Task description:
Your response should be every line from the entries that includes the string "attach".

Recorded information:
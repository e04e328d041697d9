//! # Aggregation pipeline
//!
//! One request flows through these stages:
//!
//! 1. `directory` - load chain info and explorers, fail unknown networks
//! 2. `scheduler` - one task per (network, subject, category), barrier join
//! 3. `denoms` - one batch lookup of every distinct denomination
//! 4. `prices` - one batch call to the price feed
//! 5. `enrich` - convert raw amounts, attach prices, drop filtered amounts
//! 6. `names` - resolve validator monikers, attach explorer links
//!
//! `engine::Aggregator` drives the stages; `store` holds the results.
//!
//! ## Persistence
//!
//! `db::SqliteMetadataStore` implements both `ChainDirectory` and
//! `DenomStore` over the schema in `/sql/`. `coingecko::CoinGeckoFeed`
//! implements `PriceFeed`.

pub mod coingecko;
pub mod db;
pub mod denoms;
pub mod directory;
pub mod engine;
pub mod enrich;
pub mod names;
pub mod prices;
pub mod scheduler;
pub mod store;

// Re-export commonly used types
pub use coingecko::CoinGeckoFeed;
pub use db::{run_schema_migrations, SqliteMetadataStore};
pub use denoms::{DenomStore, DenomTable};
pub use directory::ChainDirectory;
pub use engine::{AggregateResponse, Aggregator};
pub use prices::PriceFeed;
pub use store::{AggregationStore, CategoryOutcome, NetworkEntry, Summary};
--
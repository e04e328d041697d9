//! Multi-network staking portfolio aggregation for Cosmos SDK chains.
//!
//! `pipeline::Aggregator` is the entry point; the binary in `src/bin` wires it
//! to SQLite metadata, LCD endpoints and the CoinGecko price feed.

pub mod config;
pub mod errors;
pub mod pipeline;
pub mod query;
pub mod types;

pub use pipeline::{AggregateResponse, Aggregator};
* * *
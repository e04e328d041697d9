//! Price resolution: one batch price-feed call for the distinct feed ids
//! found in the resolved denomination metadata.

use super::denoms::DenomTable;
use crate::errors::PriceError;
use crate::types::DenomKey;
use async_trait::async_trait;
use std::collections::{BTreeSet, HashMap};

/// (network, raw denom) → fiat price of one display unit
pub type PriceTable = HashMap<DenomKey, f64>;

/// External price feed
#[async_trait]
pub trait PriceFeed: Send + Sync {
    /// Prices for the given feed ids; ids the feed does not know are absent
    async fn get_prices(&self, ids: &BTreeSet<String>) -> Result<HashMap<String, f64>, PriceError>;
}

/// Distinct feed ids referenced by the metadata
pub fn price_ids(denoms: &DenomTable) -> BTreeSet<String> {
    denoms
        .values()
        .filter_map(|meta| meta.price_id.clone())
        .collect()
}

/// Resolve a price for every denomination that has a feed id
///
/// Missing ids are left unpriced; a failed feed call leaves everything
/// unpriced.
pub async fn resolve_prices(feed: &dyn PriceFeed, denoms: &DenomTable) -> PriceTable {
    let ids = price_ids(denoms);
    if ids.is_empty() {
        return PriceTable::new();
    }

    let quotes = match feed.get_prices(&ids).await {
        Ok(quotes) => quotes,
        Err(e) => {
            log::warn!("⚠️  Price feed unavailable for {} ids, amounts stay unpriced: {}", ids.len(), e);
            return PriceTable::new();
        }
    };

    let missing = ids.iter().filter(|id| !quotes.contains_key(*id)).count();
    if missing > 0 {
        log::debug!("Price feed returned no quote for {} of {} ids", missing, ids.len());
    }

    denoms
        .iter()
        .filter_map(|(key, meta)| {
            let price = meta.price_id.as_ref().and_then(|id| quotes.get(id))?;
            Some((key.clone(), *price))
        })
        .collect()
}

Task response:
//! 5. `enrich` - convert raw amounts, attach prices, drop filtered amounts
//! 6. `names` - resolve validator monikers, attach explorer links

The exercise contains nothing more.